Neil Gaiman, Stardust. Also re-read. Fantasy. Dry humor and an original take on old fairy tales. The recent movie was not entirely faithful, but also fun, for the record.

Patricia Gaffney, Wild at Heart. I asked my romance-reading aunt for a recommendation of a good romance novel, maybe one of her favorites. This was her rec. I will admit, it had a couple twists I didn't anticipate, but other than that, it's prety solid stock characterization and predictably outcome. Bonus points for a historical setting that didn't quite seem convincing.

Terry Pratchett, Thief of Time. Fantasy. Ah, this was golden. Religion and philosophy and death, delivered with irreverence and humor. I really do need to read more Pratchett. Up my nerd cred, so to speak.

Currently by the bedside: Paper Cities: An Anthology of Urban Fantasy. As far as anthologies go, this one's solid. I haven't skipped a story yet (halfway through), and it has enough variety to keep things interesting without seeming too far-flung and incoherent as a whole.

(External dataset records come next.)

//! Attribute filters.
//!
//! Attribute filter values are stored as a JSON array of strings whose shape
//! depends on the attribute's field type. An [`AttributeFieldFilter`] turns
//! that array into a [`ValueFilter`] and back into display text.

use serde::{Deserialize, Serialize};

use super::values::{DateRange, UpperBound};
use crate::models::attribute::parse_bool;
use crate::models::{AttributeDefinition, AttributeFieldType};
use crate::utils::{contains_ignore_case, parse_date, starts_with_ignore_case};

/// Comparison for text attributes.
#[derive(Debug, Clone, Copy, PartialEq, Eq, Serialize, Deserialize)]
pub enum TextComparison {
    Contains,
    EqualTo,
    StartsWith,
}

impl TextComparison {
    fn parse(s: &str) -> Option<Self> {
        match s.trim().to_ascii_lowercase().as_str() {
            "contains" => Some(TextComparison::Contains),
            "equalto" | "equals" => Some(TextComparison::EqualTo),
            "startswith" => Some(TextComparison::StartsWith),
            _ => None,
        }
    }

    fn describe(&self) -> &'static str {
        match self {
            TextComparison::Contains => "Contains",
            TextComparison::EqualTo => "Is",
            TextComparison::StartsWith => "Starts with",
        }
    }
}

/// A parsed attribute filter, applied to a single stored value.
#[derive(Debug, Clone, PartialEq, Serialize, Deserialize)]
pub enum ValueFilter {
    Text { comparison: TextComparison, value: String },
    Number { lower: Option<f64>, upper: Option<f64> },
    Boolean(bool),
    Date(DateRange),
    AnyOf(Vec<String>),
}

impl ValueFilter {
    pub fn matches(&self, raw: &str) -> bool {
        let raw = raw.trim();
        match self {
            ValueFilter::Text { comparison, value } => match comparison {
                TextComparison::Contains => contains_ignore_case(raw, value),
                TextComparison::EqualTo => raw.eq_ignore_ascii_case(value),
                TextComparison::StartsWith => starts_with_ignore_case(raw, value),
            },
            ValueFilter::Number { lower, upper } => match raw.parse::<f64>() {
                Ok(n) => lower.map_or(true, |l| n >= l) && upper.map_or(true, |u| n <= u),
                Err(_) => false,
            },
            ValueFilter::Boolean(expected) => parse_bool(raw) == Some(*expected),
            ValueFilter::Date(range) => {
                parse_date(raw).map_or(false, |date| range.contains(date, UpperBound::Inclusive))
            }
            ValueFilter::AnyOf(options) => options.iter().any(|o| o.eq_ignore_ascii_case(raw)),
        }
    }
}

/// Turns stored attribute filter values into filters and display text.
pub trait AttributeFieldFilter {
    /// `None` means "apply nothing" (blank or unusable input).
    fn parse(&self, attribute: &AttributeDefinition, values: &[String]) -> Option<ValueFilter>;

    fn format(&self, attribute: &AttributeDefinition, values: &[String]) -> String;
}

/// Decode the stored JSON array. Anything else is treated as no filter.
pub fn parse_stored_values(stored: &str) -> Option<Vec<String>> {
    serde_json::from_str::<Vec<String>>(stored).ok()
}

/// Encode filter values for storage.
pub fn to_stored_values(values: &[String]) -> String {
    serde_json::to_string(values).unwrap_or_default()
}

/// Filter behavior for the built-in attribute field types.
///
/// Value shapes:
/// - Text: `[value]` or `[comparison, value]`
/// - Integer / Decimal: `[value]` or `[lower, upper]`
/// - Boolean: `[value]`
/// - Date: `["lower,upper"]` or `[lower, upper]`
/// - SingleSelect: one entry per selected option
#[derive(Debug, Clone, Copy, Default)]
pub struct DefaultAttributeFilter;

impl AttributeFieldFilter for DefaultAttributeFilter {
    fn parse(&self, attribute: &AttributeDefinition, values: &[String]) -> Option<ValueFilter> {
        let values: Vec<&str> = values.iter().map(|v| v.trim()).collect();
        if values.iter().all(|v| v.is_empty()) {
            return None;
        }

        match attribute.field_type {
            AttributeFieldType::Text => {
                let (comparison, value) = match values.as_slice() {
                    [value] => (TextComparison::Contains, *value),
                    [comparison, value, ..] => (TextComparison::parse(comparison)?, *value),
                    [] => return None,
                };
                if value.is_empty() {
                    return None;
                }
                Some(ValueFilter::Text {
                    comparison,
                    value: value.to_string(),
                })
            }
            AttributeFieldType::Integer | AttributeFieldType::Decimal => {
                let number = |s: &str| s.parse::<f64>().ok();
                let (lower, upper) = match values.as_slice() {
                    [value] => {
                        let n = number(value)?;
                        (Some(n), Some(n))
                    }
                    [lower, upper, ..] => (number(lower), number(upper)),
                    [] => return None,
                };
                if lower.is_none() && upper.is_none() {
                    return None;
                }
                Some(ValueFilter::Number { lower, upper })
            }
            AttributeFieldType::Boolean => values
                .iter()
                .find_map(|v| parse_bool(v))
                .map(ValueFilter::Boolean),
            AttributeFieldType::Date => {
                let range = match values.as_slice() {
                    [delimited] => DateRange::parse(delimited),
                    [lower, upper, ..] => DateRange::parse(&format!("{},{}", lower, upper)),
                    [] => return None,
                };
                (!range.is_empty()).then_some(ValueFilter::Date(range))
            }
            AttributeFieldType::SingleSelect => {
                let options: Vec<String> = values
                    .iter()
                    .flat_map(|v| v.split(','))
                    .map(|v| v.trim().to_string())
                    .filter(|v| !v.is_empty())
                    .collect();
                (!options.is_empty()).then_some(ValueFilter::AnyOf(options))
            }
        }
    }

    fn format(&self, attribute: &AttributeDefinition, values: &[String]) -> String {
        match self.parse(attribute, values) {
            Some(ValueFilter::Text { comparison, value }) => {
                format!("{} '{}'", comparison.describe(), value)
            }
            Some(ValueFilter::Number { lower, upper }) => match (lower, upper) {
                (Some(l), Some(u)) if l == u => format!("{}", l),
                (Some(l), Some(u)) => format!("Between {} and {}", l, u),
                (Some(l), None) => format!("At least {}", l),
                (None, Some(u)) => format!("At most {}", u),
                (None, None) => String::new(),
            },
            Some(ValueFilter::Boolean(b)) => if b { "Yes" } else { "No" }.to_string(),
            Some(ValueFilter::Date(range)) => range.summary(),
            Some(ValueFilter::AnyOf(options)) => options.join(" or "),
            None => String::new(),
        }
    }
}

#[cfg(test)]
mod tests {
    use super::*;
    use crate::models::AttributeEntity;

    fn attribute(field_type: AttributeFieldType) -> AttributeDefinition {
        AttributeDefinition {
            id: 1,
            key: "Key".to_string(),
            name: "Key".to_string(),
            field_type,
            entity: AttributeEntity::Registrant,
            qualifier_group_id: None,
            default_value: None,
        }
    }

    fn strings(values: &[&str]) -> Vec<String> {
        values.iter().map(|s| s.to_string()).collect()
    }

    #[test]
    fn test_text_filter() {
        let attr = attribute(AttributeFieldType::Text);
        let filter = DefaultAttributeFilter.parse(&attr, &strings(&["arg"])).unwrap();
        assert!(filter.matches("Large"));
        assert!(!filter.matches("Small"));

        let exact = DefaultAttributeFilter
            .parse(&attr, &strings(&["EqualTo", "large"]))
            .unwrap();
        assert!(exact.matches("Large"));
        assert!(!exact.matches("X-Large"));

        assert_eq!(DefaultAttributeFilter.parse(&attr, &strings(&["", ""])), None);
        assert_eq!(DefaultAttributeFilter.parse(&attr, &strings(&["Bogus", "x"])), None);
    }

    #[test]
    fn test_number_filter() {
        let attr = attribute(AttributeFieldType::Integer);
        let range = DefaultAttributeFilter.parse(&attr, &strings(&["3", ""])).unwrap();
        assert!(range.matches("3"));
        assert!(range.matches("10"));
        assert!(!range.matches("2"));
        assert!(!range.matches("n/a"));
        assert_eq!(DefaultAttributeFilter.format(&attr, &strings(&["3", ""])), "At least 3");
    }

    #[test]
    fn test_boolean_and_select_filters() {
        let attr = attribute(AttributeFieldType::Boolean);
        let filter = DefaultAttributeFilter.parse(&attr, &strings(&["True"])).unwrap();
        assert!(filter.matches("yes"));
        assert!(!filter.matches("False"));

        let attr = attribute(AttributeFieldType::SingleSelect);
        let filter = DefaultAttributeFilter.parse(&attr, &strings(&["S,M"])).unwrap();
        assert!(filter.matches("m"));
        assert!(!filter.matches("L"));
        assert_eq!(DefaultAttributeFilter.format(&attr, &strings(&["S,M"])), "S or M");
    }

    #[test]
    fn test_date_filter() {
        let attr = attribute(AttributeFieldType::Date);
        let filter = DefaultAttributeFilter
            .parse(&attr, &strings(&["2024-01-01,2024-12-31"]))
            .unwrap();
        assert!(filter.matches("2024-12-31"));
        assert!(!filter.matches("2025-01-01"));
        // Values stored as timestamps compare by their date
        assert!(filter.matches("2024-03-09T00:00:00"));
        assert!(!filter.matches("2025-01-01T08:30:00"));
    }

    #[test]
    fn test_stored_values() {
        assert_eq!(parse_stored_values(r#"["a","b"]"#), Some(strings(&["a", "b"])));
        assert_eq!(parse_stored_values("not json"), None);
        assert_eq!(to_stored_values(&strings(&["x"])), r#"["x"]"#);
    }
}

Sergei Lukyanenko, The Night Watch. This wasn't quite what I was expecting--for all the supernatural elements at work in this book, the emphasis is more on the suspense/mystery/political side of things. Some of the twists and turns had me struggling to keep up, which is probably why it's stagnated 2/3 of the way through. It's interesting, but not good bedtime reading after long days...

Currently in the car: Cormac McCarthy, All the Pretty Horses. I've decided to give audio books another try, now that I've got a long commute again. We'll see how it goes, but I tend to set them aside after the first CD or so. It's just not nearly as satisfying as actually reading the book myself. What might give this an advantage is McCarthy's amazing prose.

Next on the to-go-by-the-bedside stack: A recent XKCD comic strip reminded me that Mark Z. Danielewski's House of Leaves was just sitting on my bookshelf, waiting to be read. So it's getting shoved to the top of Mount TBR. Also, I plan to read Ian McEwan's Atonement soon. Might as well put in a plug here: both these books made their ways into my hands courtesy of the good folks at Bookcrossing.


* - Because, you know, sci fi is more nerd cred than, say, a master's degree in Romantic-era literature...

----------------
Now playing: Straylight Run - The Perfect Ending
via FoxyTunes

Tuesday, September 2, 2008

Heh. I didn't say it...

...Though I agree with the statements by spells, I also acknowledge that anyone not held accountable for his or her failures and given multiple do-overs for a good 12 years is probably going to be a little... uh. "Dense" is a gentler word, isn't it?

Let me qualify that a little more. While I do take radical steps like enforcing deadlines and not allowing certain assignments to be made up and reinforcing department attendance policies, I consider the first broach of any of the requirements a mistake. A mistake with varying degrees of penalty, to be sure, but a mistake borne of ignorance of how the real world functions.

When the behavior is repeated, it qualifies as stupidity, or willful error. It's the same standard I hold other folks to.

[I also make this statement now, in week 3 of the semester. By another few weeks, I will be nowhere near as gracious. The ye olde patience is already fraying.]